A recent report from NASA showed how Jupiter’s moon Europa is one of the most likely places to have a harbor for life in outer space.

The space agency is thinking about conducting a special mission to Europa as it hopes to find signs of life. According to the official NASA report, this space object might hold the clues to the most standing goal of the agency. In the same publication, they explain how the mission is oriented especially toward the exhaustive search for life in the Jupiter’s moon, as they have high hopes of achieving that goal.

Jupiter's Europa
Remastered image of Jupiter’s moon Europa. Image Credit: Jet Propulsion Laboratory/ SETI Institute.

The scientific community has agreed through time that Europa is one of the space objects that is more likely to harbor life as it has a subsurface liquid ocean below its icy crust. This saline sea is considered to be in contact with the moon’s surface which is rock-full. Because of this, it’s thought to have the right conditions that would permit microbial existence.

NASA’s Planetary Science Division was in charge of publishing the report, which outlined that the search for life becomes a priority in this case. The agency is aware of all the engineering developing that must be made to succeed in the mission, as the same report states that after looking for life signals, the mission will assess the moon’s possible habitability and analyze its surface and subsurface.

If the mission is ultimately performed, it will be the first NASA launch oriented to the search of extraterrestrial life since 1970, when the agency conducted the Vikings Mars mission.

How the mission will be conducted 

According to NASA, since June of last year, they have been working on all the preparations concerning the launch of this mission. During the official press release, the agency explained that a task of these characteristics must be studied extensively to determine its actual value and feasibility.

The initial proposal contained in the report consists on the launching of a Carrier Relay Orbiter and lander in the mid-2020’s, as it would arrive at Europa about five years later. This moon does not have any atmosphere, so the deployment method would be the use of a “sky crane,” which consists on retro rockets that allow the spacecraft’s gentle landing on the surface.

Jupiter
A close-up photo of Jupiter’s Great Red Spot. Image credit: NASA/

After the deployment, the next 20 days will be oriented to the exhaustive search of life in Europa. Recent studies have shown how the ice cap covering the moon is about 10 to 15 miles thick, and NASA has prepared for that. They are not considering to send any drilling tool to obtain the evidence, as the lander would be able to recollect the samples from 10 centimeters above the surface.

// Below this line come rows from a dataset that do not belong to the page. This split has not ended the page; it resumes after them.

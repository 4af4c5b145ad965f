// Copyright 2022-2023 CeresDB Project Authors. Licensed under Apache-2.0.

//! In-memory schema and table records of one cluster.

use std::collections::HashMap;

use common_types::{
    schema::{Schema, SchemaId},
    table::{Table, TableId, TableInfo},
};
use snafu::OptionExt;

use crate::{Result, SchemaNotFound};

/// Owner of the schema/table cache, mutated only under the cluster metadata
/// writer lock. `(schema, name)` is unique and table ids are never reused.
#[derive(Debug, Default)]
pub struct TableManager {
    schemas: HashMap<String, Schema>,
    schema_names: HashMap<SchemaId, String>,
    /// Tables keyed by schema id and table name.
    tables: HashMap<SchemaId, HashMap<String, Table>>,
}

impl TableManager {
    pub fn load(schemas: Vec<Schema>, tables: Vec<Table>) -> Self {
        let mut manager = TableManager::default();
        for schema in schemas {
            manager.schema_names.insert(schema.id, schema.name.clone());
            manager.schemas.insert(schema.name.clone(), schema);
        }
        for table in tables {
            manager
                .tables
                .entry(table.schema_id)
                .or_default()
                .insert(table.name.clone(), table);
        }
        manager
    }

    pub fn schema_by_name(&self, schema_name: &str) -> Option<&Schema> {
        self.schemas.get(schema_name)
    }

    pub fn schema_name_by_id(&self, schema_id: SchemaId) -> Option<&str> {
        self.schema_names.get(&schema_id).map(|name| name.as_str())
    }

    pub fn insert_schema(&mut self, schema: Schema) {
        self.schema_names.insert(schema.id, schema.name.clone());
        self.schemas.insert(schema.name.clone(), schema);
    }

    pub fn find_table(&self, schema_name: &str, table_name: &str) -> Option<&Table> {
        let schema = self.schemas.get(schema_name)?;
        self.tables.get(&schema.id)?.get(table_name)
    }

    /// Find a table by id together with the name of its schema.
    pub fn table_by_id(&self, table_id: TableId) -> Option<TableInfo> {
        for (schema_id, tables) in &self.tables {
            if let Some(table) = tables.values().find(|table| table.id == table_id) {
                let schema_name = self.schema_names.get(schema_id)?;
                return Some(TableInfo::new(table.clone(), schema_name.clone()));
            }
        }
        None
    }

    pub fn insert_table(&mut self, table: Table) {
        self.tables
            .entry(table.schema_id)
            .or_default()
            .insert(table.name.clone(), table);
    }

    pub fn remove_table(&mut self, schema_name: &str, table_name: &str) -> Option<Table> {
        let schema = self.schemas.get(schema_name)?;
        self.tables.get_mut(&schema.id)?.remove(table_name)
    }

    pub fn table_info(&self, schema_name: &str, table_name: &str) -> Result<Option<TableInfo>> {
        let schema = self
            .schemas
            .get(schema_name)
            .with_context(|| SchemaNotFound {
                schema_name: schema_name.to_string(),
            })?;
        Ok(self
            .tables
            .get(&schema.id)
            .and_then(|tables| tables.get(table_name))
            .map(|table| TableInfo::new(table.clone(), schema_name.to_string())))
    }

    /// Resolve table infos of the given ids, silently skipping unknown ids.
    pub fn table_infos_by_ids(&self, table_ids: &[TableId]) -> Vec<TableInfo> {
        let mut by_id = HashMap::with_capacity(self.schemas.len());
        for (schema_id, tables) in &self.tables {
            for table in tables.values() {
                by_id.insert(table.id, (*schema_id, table));
            }
        }

        table_ids
            .iter()
            .filter_map(|table_id| {
                let (schema_id, table) = by_id.get(table_id)?;
                let schema_name = self.schema_names.get(schema_id)?;
                Some(TableInfo::new((*table).clone(), schema_name.clone()))
            })
            .collect()
    }
}

#[cfg(test)]
mod tests {
    use super::*;

    fn test_manager() -> TableManager {
        let schemas = vec![Schema {
            id: 1,
            name: "public".to_string(),
            created_at: 1,
        }];
        let tables = vec![Table {
            id: 11,
            name: "t1".to_string(),
            schema_id: 1,
            created_at: 1,
            partition_info: None,
        }];
        TableManager::load(schemas, tables)
    }

    #[test]
    fn test_find_and_remove() {
        let mut manager = test_manager();

        assert_eq!(manager.find_table("public", "t1").unwrap().id, 11);
        assert!(manager.find_table("public", "missing").is_none());
        assert!(manager.find_table("missing", "t1").is_none());

        let info = manager.table_by_id(11).unwrap();
        assert_eq!(info.schema_name, "public");

        let removed = manager.remove_table("public", "t1").unwrap();
        assert_eq!(removed.id, 11);
        assert!(manager.find_table("public", "t1").is_none());
    }

    #[test]
    fn test_table_infos_by_ids() {
        let manager = test_manager();
        let infos = manager.table_infos_by_ids(&[11, 999]);
        assert_eq!(infos.len(), 1);
        assert_eq!(infos[0].name, "t1");
    }
}
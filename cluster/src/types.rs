// Copyright 2022-2023 CeresDB Project Authors. Licensed under Apache-2.0.

//! Request and response types of the cluster metadata operations.

use std::collections::HashMap;

use common_types::{
    cluster::{Cluster, TopologyType},
    node::RegisteredNode,
    shard::{ShardId, ShardInfo, ShardVersion},
    table::{PartitionInfo, TableInfo},
};
use serde::{Deserialize, Serialize};

use crate::topology::Topology;

/// Options of a new cluster, the missing knobs come from the server config.
#[derive(Debug, Clone)]
pub struct CreateClusterOpts {
    pub node_count: u32,
    pub shard_total: u32,
    pub topology_type: TopologyType,
    pub procedure_executing_batch_size: u32,
}

#[derive(Debug, Clone, Deserialize)]
pub struct CreateTableMetadataRequest {
    pub schema_name: String,
    pub table_name: String,
    pub partition_info: Option<PartitionInfo>,
}

/// Fencing token of one shard mutation: the mutation is applied only if the
/// current version equals `prev_version` and it commits at `latest_version`.
#[derive(Debug, Clone, Copy, Serialize, Deserialize)]
pub struct ShardVersionUpdate {
    pub shard_id: ShardId,
    pub prev_version: ShardVersion,
    pub latest_version: ShardVersion,
}

/// Tables resident on one shard.
#[derive(Debug, Clone, Serialize, Deserialize)]
pub struct ShardTables {
    pub shard_info: ShardInfo,
    pub tables: Vec<TableInfo>,
}

/// One shard served by one node endpoint.
#[derive(Debug, Clone, PartialEq, Serialize, Deserialize)]
pub struct NodeShard {
    pub endpoint: String,
    pub shard_info: ShardInfo,
}

#[derive(Debug, Clone, Serialize, Deserialize)]
pub struct RouteEntry {
    pub table_info: TableInfo,
    pub node_shards: Vec<NodeShard>,
}

#[derive(Debug, Clone, Serialize, Deserialize)]
pub struct RouteTablesResult {
    pub cluster_view_version: u64,
    /// Routes keyed by table name; missing tables are absent from the map.
    pub entries: HashMap<String, RouteEntry>,
}

#[derive(Debug, Clone, Serialize, Deserialize)]
pub struct GetNodeShardsResult {
    pub cluster_topology_version: u64,
    pub node_shards: Vec<NodeShard>,
}

/// An immutable, consistent copy of the whole cluster state at one point in
/// time. Schedulers only ever see snapshots.
#[derive(Debug, Clone)]
pub struct Snapshot {
    pub cluster: Cluster,
    pub topology: Topology,
    pub registered_nodes: Vec<RegisteredNode>,
}
// Copyright 2022-2023 CeresDB Project Authors. Licensed under Apache-2.0.

//! Transfer leader procedure: close the shard on the old leader, commit the
//! new binding, open the shard on the new leader. Re-opening a shard on its
//! current owner is the same flow with both ends equal.

use std::sync::{Mutex, RwLock};

use async_trait::async_trait;
use cluster::metadata::ClusterMetadataRef;
use common_types::shard::{ShardId, ShardInfo, ShardStatus};
use log::{info, warn};
use serde::{Deserialize, Serialize};
use snafu::{OptionExt, ResultExt};
use tokio::sync::oneshot;

use super::{
    storage::ProcedureParams, Context, Priority, Procedure, ProcedureId, RelatedVersionInfo,
    State, Typ,
};
use crate::{
    eventdispatch::{CloseShardRequest, EventDispatch, EventDispatchRef, OpenShardRequest},
    Cancelled, ClusterFailure, Error, ProcedureFailed, Result, ShardNotFound,
};

#[derive(Debug, Clone, Serialize, Deserialize)]
pub struct TransferLeaderParams {
    pub shard_id: ShardId,
    /// `None` means the shard is currently unassigned (or its binding is the
    /// source of truth).
    pub old_leader: Option<String>,
    pub new_leader: String,
}

/// Run one leader transfer against the current topology.
pub(crate) async fn execute_transfer(
    metadata: &ClusterMetadataRef,
    dispatch: &EventDispatchRef,
    params: &TransferLeaderParams,
) -> Result<ShardInfo> {
    let snapshot = metadata.snapshot().await;
    let prev_version = snapshot
        .topology
        .shard_view(params.shard_id)
        .map(|view| view.version)
        .with_context(|| ShardNotFound {
            msg: format!("shard not found, shard_id:{}", params.shard_id),
        })?;

    let old_leader = params.old_leader.clone().or_else(|| {
        snapshot
            .topology
            .shard_node(params.shard_id)
            .map(|binding| binding.node.clone())
    });

    // Close on the old leader first; failing to reach a dying node must not
    // wedge the transfer.
    if let Some(old_leader) = old_leader {
        if let Err(e) = dispatch
            .close_shard(
                &old_leader,
                CloseShardRequest {
                    shard_id: params.shard_id,
                },
            )
            .await
        {
            warn!(
                "Failed to close shard on the old leader, shard_id:{}, old_leader:{old_leader}, err:{e}",
                params.shard_id
            );
        }
    }

    let mut shard_info = metadata
        .switch_shard_leader(params.shard_id, prev_version, params.new_leader.clone())
        .await
        .context(ClusterFailure)?;
    shard_info.status = ShardStatus::Ready;

    dispatch
        .open_shard(
            &params.new_leader,
            OpenShardRequest {
                shard: shard_info.clone(),
            },
        )
        .await?;

    info!(
        "Shard leader transferred, shard_id:{}, new_leader:{}, version:{}",
        params.shard_id, params.new_leader, shard_info.version
    );
    Ok(shard_info)
}

pub struct TransferLeaderProcedure {
    id: ProcedureId,
    params: TransferLeaderParams,
    metadata: ClusterMetadataRef,
    dispatch: EventDispatchRef,
    related: RelatedVersionInfo,
    state: RwLock<State>,
    result_tx: Mutex<Option<oneshot::Sender<Result<()>>>>,
}

impl TransferLeaderProcedure {
    pub fn new(
        id: ProcedureId,
        metadata: ClusterMetadataRef,
        dispatch: EventDispatchRef,
        related: RelatedVersionInfo,
        params: TransferLeaderParams,
    ) -> Self {
        Self {
            id,
            params,
            metadata,
            dispatch,
            related,
            state: RwLock::new(State::Init),
            result_tx: Mutex::new(None),
        }
    }

    pub fn subscribe_result(&self) -> oneshot::Receiver<Result<()>> {
        let (tx, rx) = oneshot::channel();
        *self.result_tx.lock().unwrap() = Some(tx);
        rx
    }

    fn set_state(&self, state: State) {
        *self.state.write().unwrap() = state;
    }

    fn send_result(&self, result: Result<()>) {
        if let Some(tx) = self.result_tx.lock().unwrap().take() {
            let _ = tx.send(result);
        }
    }
}

#[async_trait]
impl Procedure for TransferLeaderProcedure {
    fn id(&self) -> ProcedureId {
        self.id
    }

    fn typ(&self) -> Typ {
        Typ::TransferLeader
    }

    fn priority(&self) -> Priority {
        Priority::High
    }

    fn related_version_info(&self) -> RelatedVersionInfo {
        self.related.clone()
    }

    fn persisted_params(&self) -> ProcedureParams {
        ProcedureParams::TransferLeader(self.params.clone())
    }

    async fn start(&self, ctx: Context) -> Result<()> {
        self.set_state(State::Running);
        let result = async {
            ctx.ensure_running()?;
            execute_transfer(&self.metadata, &self.dispatch, &self.params).await
        }
        .await;

        match result {
            Ok(_) => {
                self.set_state(State::Finished);
                self.send_result(Ok(()));
                Ok(())
            }
            Err(e) => {
                let state = if matches!(e, Error::Cancelled { .. }) {
                    State::Cancelled
                } else {
                    State::Failed
                };
                self.set_state(state);
                let msg = format!("transfer leader failed, id:{}, err:{e}", self.id);
                self.send_result(Err(e));
                ProcedureFailed { msg }.fail()
            }
        }
    }

    async fn cancel(&self) -> Result<()> {
        self.set_state(State::Cancelled);
        self.send_result(Cancelled.fail());
        Ok(())
    }

    fn state(&self) -> State {
        *self.state.read().unwrap()
    }
}
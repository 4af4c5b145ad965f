// Copyright 2022-2023 CeresDB Project Authors. Licensed under Apache-2.0.

//! Resumable multi-step procedures over metadata and node events.
//!
//! A procedure is a small state machine running to a terminal state; every
//! step is idempotent given the shard version fencing, so a reloaded
//! procedure simply re-runs from the beginning.

use std::{collections::HashMap, sync::Arc};

use async_trait::async_trait;
use common_types::{
    cluster::ClusterId,
    shard::{ShardId, ShardVersion},
};
use serde::{Deserialize, Serialize};
use snafu::ensure;
use tokio::sync::watch;

use crate::{Cancelled, Result};

pub mod batch_transfer_leader;
pub mod create_partition_table;
pub mod create_table;
pub mod drop_partition_table;
pub mod drop_table;
pub mod manager;
pub mod split;
pub mod storage;
pub mod transfer_leader;

pub type ProcedureId = u64;

#[derive(Debug, Clone, Copy, PartialEq, Eq, Serialize, Deserialize)]
#[serde(rename_all = "snake_case")]
pub enum Typ {
    CreateTable,
    DropTable,
    CreatePartitionTable,
    DropPartitionTable,
    TransferLeader,
    Split,
    BatchTransferLeader,
}

#[derive(Debug, Clone, Copy, PartialEq, Eq, Serialize, Deserialize)]
#[serde(rename_all = "snake_case")]
pub enum State {
    Init,
    Running,
    Finished,
    Failed,
    Cancelled,
}

impl State {
    #[inline]
    pub fn is_terminal(&self) -> bool {
        matches!(self, State::Finished | State::Failed | State::Cancelled)
    }
}

/// Smaller values run earlier.
#[derive(Debug, Clone, Copy, PartialEq, Eq, PartialOrd, Ord, Serialize, Deserialize)]
#[serde(rename_all = "snake_case")]
pub enum Priority {
    High = 0,
    Medium = 1,
    Low = 2,
}

/// The shards a procedure reads or writes together with their versions at
/// admission time, used for conflict detection and fencing.
#[derive(Debug, Clone, Default)]
pub struct RelatedVersionInfo {
    pub cluster_id: ClusterId,
    pub shard_with_version: HashMap<ShardId, ShardVersion>,
    pub cluster_version: u64,
}

/// Cancellation context of one procedure run.
///
/// Procedures observe cancellation between steps; losing the leadership
/// cancels every running procedure.
#[derive(Clone, Default)]
pub struct Context {
    leader_watch: Option<watch::Receiver<bool>>,
}

impl Context {
    pub fn with_leadership(leader_watch: watch::Receiver<bool>) -> Self {
        Self {
            leader_watch: Some(leader_watch),
        }
    }

    pub fn is_cancelled(&self) -> bool {
        match &self.leader_watch {
            Some(watch) => !*watch.borrow(),
            None => false,
        }
    }

    pub fn ensure_running(&self) -> Result<()> {
        ensure!(!self.is_cancelled(), Cancelled);
        Ok(())
    }
}

#[async_trait]
pub trait Procedure: Send + Sync {
    fn id(&self) -> ProcedureId;

    fn typ(&self) -> Typ;

    fn priority(&self) -> Priority;

    fn related_version_info(&self) -> RelatedVersionInfo;

    /// The parameters to persist so the procedure survives a restart.
    fn persisted_params(&self) -> storage::ProcedureParams;

    /// Run the state machine to completion. Exactly one of the success and
    /// failure callbacks fires, at most once.
    async fn start(&self, ctx: Context) -> Result<()>;

    async fn cancel(&self) -> Result<()>;

    fn state(&self) -> State;
}

pub type ProcedureRef = Arc<dyn Procedure>;

#[cfg(test)]
mod tests {
    use super::*;

    #[test]
    fn test_priority_order() {
        assert!(Priority::High < Priority::Medium);
        assert!(Priority::Medium < Priority::Low);
    }

    #[test]
    fn test_context_cancellation() {
        let ctx = Context::default();
        assert!(!ctx.is_cancelled());

        let (tx, rx) = watch::channel(true);
        let ctx = Context::with_leadership(rx);
        assert!(ctx.ensure_running().is_ok());

        tx.send(false).unwrap();
        assert!(ctx.is_cancelled());
        assert!(ctx.ensure_running().is_err());
    }
}
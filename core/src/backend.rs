//! Backend client seam.
//!
//! The core never talks HTTP directly; it consumes this trait and treats
//! every method as a single fallible call. The REST implementation lives in
//! `workboard-backend-client`; tests use [`crate::testing::MockBackend`].

use async_trait::async_trait;

use crate::error::Result;
use crate::models::{CommitRecord, FileMetadata, PullRequest, WorkItem};

/// Read-only access to the work-tracking and source-control backend.
///
/// Implementations map transport failures onto the core error taxonomy:
/// missing ids/paths become `NotFound`, rejected credentials become `Auth`,
/// anything else is wrapped as `Backend` with the message preserved.
#[async_trait]
pub trait BackendClient: Send + Sync {
    /// Fetch a single work item with its relations expanded.
    async fn fetch_work_item(&self, id: u64) -> Result<WorkItem>;

    /// Fetch one commit by repository and full content hash.
    async fn fetch_commit(&self, repository: &str, commit_id: &str) -> Result<CommitRecord>;

    /// Fetch all commits belonging to a pull request.
    async fn fetch_pull_request_commits(
        &self,
        repository: &str,
        pull_request_id: u64,
    ) -> Result<Vec<CommitRecord>>;

    /// Fetch a pull request.
    async fn fetch_pull_request(
        &self,
        repository: &str,
        pull_request_id: u64,
    ) -> Result<PullRequest>;

    /// Fetch file metadata for a path at a branch, without content.
    async fn fetch_file_metadata(
        &self,
        repository: &str,
        path: &str,
        branch: &str,
    ) -> Result<FileMetadata>;

    /// Fetch file content as text for a path at a branch.
    async fn fetch_file_content(
        &self,
        repository: &str,
        path: &str,
        branch: &str,
    ) -> Result<String>;
}
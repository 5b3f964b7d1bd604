//! Environment-derived server configuration.
//!
//! All knobs come from `WORKBOARD_*` environment variables; `.env` files
//! are honored by the binary before this runs. Missing credentials fail
//! fast at startup with a message naming the variable.

use thiserror::Error;

/// Default file-size ceiling: 1 MiB.
const DEFAULT_MAX_FILE_BYTES: u64 = 1024 * 1024;

/// Default ceiling on caller-supplied traversal depth.
const DEFAULT_MAX_DEPTH_CEILING: u32 = 10;

#[derive(Debug, Error)]
pub enum ConfigError {
    #[error("missing required environment variable {0}")]
    Missing(&'static str),

    #[error("invalid value for {name}: {value:?}")]
    Invalid { name: &'static str, value: String },
}

/// Server configuration, resolved once at startup and read-only after.
#[derive(Debug, Clone)]
pub struct ServerConfig {
    /// Organization base URL, e.g. `https://dev.example.com/org`.
    pub org_url: String,
    /// Default project scope for bare repository names.
    pub project: String,
    /// Opaque personal access token, handed to the backend client.
    pub token: String,
    /// Work-item types whose content must never be exposed.
    pub blocked_types: Vec<String>,
    /// Byte-size ceiling for file reads.
    pub max_file_bytes: u64,
    /// Ceiling applied to caller-supplied traversal depths.
    pub max_depth_ceiling: u32,
}

impl ServerConfig {
    /// Load from process environment variables.
    pub fn from_env() -> Result<Self, ConfigError> {
        Self::from_lookup(|name| std::env::var(name).ok())
    }

    /// Load through a lookup function; tests inject their own environment
    /// here instead of mutating the process one.
    pub fn from_lookup(lookup: impl Fn(&str) -> Option<String>) -> Result<Self, ConfigError> {
        let org_url = require(&lookup, "WORKBOARD_ORG_URL")?;
        let project = require(&lookup, "WORKBOARD_PROJECT")?;
        let token = require(&lookup, "WORKBOARD_PAT")?;

        let blocked_types = lookup("WORKBOARD_BLOCKED_TYPES")
            .unwrap_or_default()
            .split(',')
            .map(str::trim)
            .filter(|s| !s.is_empty())
            .map(str::to_string)
            .collect();

        let max_file_bytes = parse_or(
            &lookup,
            "WORKBOARD_MAX_FILE_BYTES",
            DEFAULT_MAX_FILE_BYTES,
        )?;
        let max_depth_ceiling = parse_or(
            &lookup,
            "WORKBOARD_MAX_DEPTH_CEILING",
            DEFAULT_MAX_DEPTH_CEILING,
        )?;

        Ok(Self {
            org_url,
            project,
            token,
            blocked_types,
            max_file_bytes,
            max_depth_ceiling,
        })
    }
}

fn require(
    lookup: &impl Fn(&str) -> Option<String>,
    name: &'static str,
) -> Result<String, ConfigError> {
    lookup(name)
        .map(|v| v.trim().to_string())
        .filter(|v| !v.is_empty())
        .ok_or(ConfigError::Missing(name))
}

fn parse_or<T: std::str::FromStr>(
    lookup: &impl Fn(&str) -> Option<String>,
    name: &'static str,
    default: T,
) -> Result<T, ConfigError> {
    match lookup(name) {
        None => Ok(default),
        Some(raw) => raw
            .trim()
            .parse()
            .map_err(|_| ConfigError::Invalid { name, value: raw }),
    }
}
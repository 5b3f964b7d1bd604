use std::sync::Arc;

use anyhow::Context as _;
use tracing_subscriber::EnvFilter;

use workboard_backend_client::RestBackend;
use workboard_core::BackendClient;
use workboard_mcp_server::{ServerConfig, ToolContext, serve};

#[tokio::main]
async fn main() -> anyhow::Result<()> {
    // stdout carries the protocol; all diagnostics go to stderr.
    tracing_subscriber::fmt()
        .with_env_filter(
            EnvFilter::try_from_default_env().unwrap_or_else(|_| EnvFilter::new("info")),
        )
        .with_writer(std::io::stderr)
        .init();

    // A .env next to the binary is a convenience for local runs; absence
    // is not an error.
    let _ = dotenvy::dotenv();

    let config = ServerConfig::from_env().context("loading configuration")?;
    let backend: Arc<dyn BackendClient> =
        Arc::new(RestBackend::new(&config.org_url, &config.project, &config.token)?);
    let ctx = Arc::new(ToolContext::new(backend, &config));

    tokio::select! {
        result = serve(ctx) => result.context("serving stdio"),
        _ = tokio::signal::ctrl_c() => {
            tracing::info!("interrupted, shutting down");
            Ok(())
        }
    }
}
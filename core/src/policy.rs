//! Policy gate: block/allow decisions per work item.
//!
//! The block-set is captured once at construction and read-only afterwards;
//! concurrent readers need no lock. Callers must run the gate before
//! transforming or exposing a record, including every record discovered
//! mid-traversal, not only the root.

use std::collections::HashSet;

use tracing::{debug, info};

use crate::backend::BackendClient;
use crate::error::{Result, WorkboardError};
use crate::models::WorkItem;

/// Decides allow/block for a single work item given its declared category.
#[derive(Debug, Clone)]
pub struct PolicyGate {
    /// Lowercased, trimmed category names. Membership is checked against
    /// the lowercased record category.
    blocked: HashSet<String>,
}

impl PolicyGate {
    /// Build a gate from the configured block-set. Entries are normalized
    /// once here; empty entries are dropped.
    pub fn new<I, S>(blocked: I) -> Self
    where
        I: IntoIterator<Item = S>,
        S: AsRef<str>,
    {
        let blocked = blocked
            .into_iter()
            .map(|s| s.as_ref().trim().to_lowercase())
            .filter(|s| !s.is_empty())
            .collect();
        Self { blocked }
    }

    /// Whether a category is in the block-set (case-insensitive).
    pub fn is_blocked(&self, category: &str) -> bool {
        self.blocked.contains(&category.trim().to_lowercase())
    }

    /// Validate a fetched work item against the block-set.
    ///
    /// A record missing its id, category, or field mapping fails with
    /// `MalformedRecord`; that is a backend contract violation, never a
    /// policy decision. A blocked record fails with `PolicyBlocked`
    /// carrying only the id and category. Every decision is audited.
    pub fn validate(&self, item: &WorkItem) -> Result<()> {
        if item.id == 0 {
            return Err(WorkboardError::malformed("work item has no id"));
        }
        if item.category.trim().is_empty() {
            return Err(WorkboardError::malformed(format!(
                "work item {} has no type",
                item.id
            )));
        }
        if item.fields.is_empty() {
            return Err(WorkboardError::malformed(format!(
                "work item {} has no fields",
                item.id
            )));
        }

        if self.is_blocked(&item.category) {
            info!(
                work_item_id = item.id,
                category = %item.category,
                decision = "block",
                "policy gate decision"
            );
            return Err(WorkboardError::PolicyBlocked {
                id: item.id,
                category: item.category.clone(),
            });
        }

        info!(
            work_item_id = item.id,
            category = %item.category,
            decision = "allow",
            "policy gate decision"
        );
        Ok(())
    }

    /// Fetch a work item and run it through the gate before returning it.
    ///
    /// This is the only fetch path traversal and aggregation use; a record
    /// is never observable to callers unless the gate allowed it.
    pub async fn fetch_validated(&self, backend: &dyn BackendClient, id: u64) -> Result<WorkItem> {
        debug!(work_item_id = id, "fetching work item");
        let item = backend.fetch_work_item(id).await?;
        self.validate(&item)?;
        Ok(item)
    }
}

According to the agency, that body of samples would be enough to determine the existence of life in the moon. Back in 2013, a group of scientists found bacteria samples in Antarctica’s Lake Vostok. This area is composed of liquid water trapped beneath miles of ice as the investigators liken that lake to what Europa’s environment could be.

The authors of the report said that because of all the years that the surface has faced those cold temperatures, “cellular life, organic carbon, and inorganic materials can become entrained in overlying ice.”

That represents a good omen for the finding of life and the particular chemical signs present in Europa, assuming, of course, that there is life in it.

“If life is present in Europa’s ice at a level comparable to one of the most extreme and desolate of environments on Earth (Lake Vostok ice), then this mission could detect life in Europa’s icy surface,” authors of the NASA report stated when explaining the mission.

What would represent the succeeding of the mission?

According to the report, there is not any single measurement that can assure the existence of life in Europa. Therefore, there is needed a body of “evidence, from different instruments, on a set of samples examined across a variety of spatial scales,” to be able to sustain a conclusion.

Researchers have stated that the evidence of any extraterrestrial life would be in microbial form. They hope to determine whether the samples they gather have an internal or an external origin. If its external (exogenous material brought by micrometeorites, etc.), they also would study how Europa’s environment process that according to the registered radiation levels.

Jupiter
A photo from NASA’s JPL showing Auroras on Jupiter. Image credit: NASA.

“These measurements range from detecting and characterizing organic compounds, to looking for cell-like structures, to determining if the samples originate from within Europa’s ocean or other liquid water environments. The organic chemical analyses are specifically targeted to reveal the broadest possible range of signatures produced by life, including analysis of molecular type, abundance, and chirality,” the report showed.

The report concluded that if there is no evidence of life in Europa after all the exhaustive research, they still would have gathered a body of fundamental scientific information and results regarding the moon’s habitability.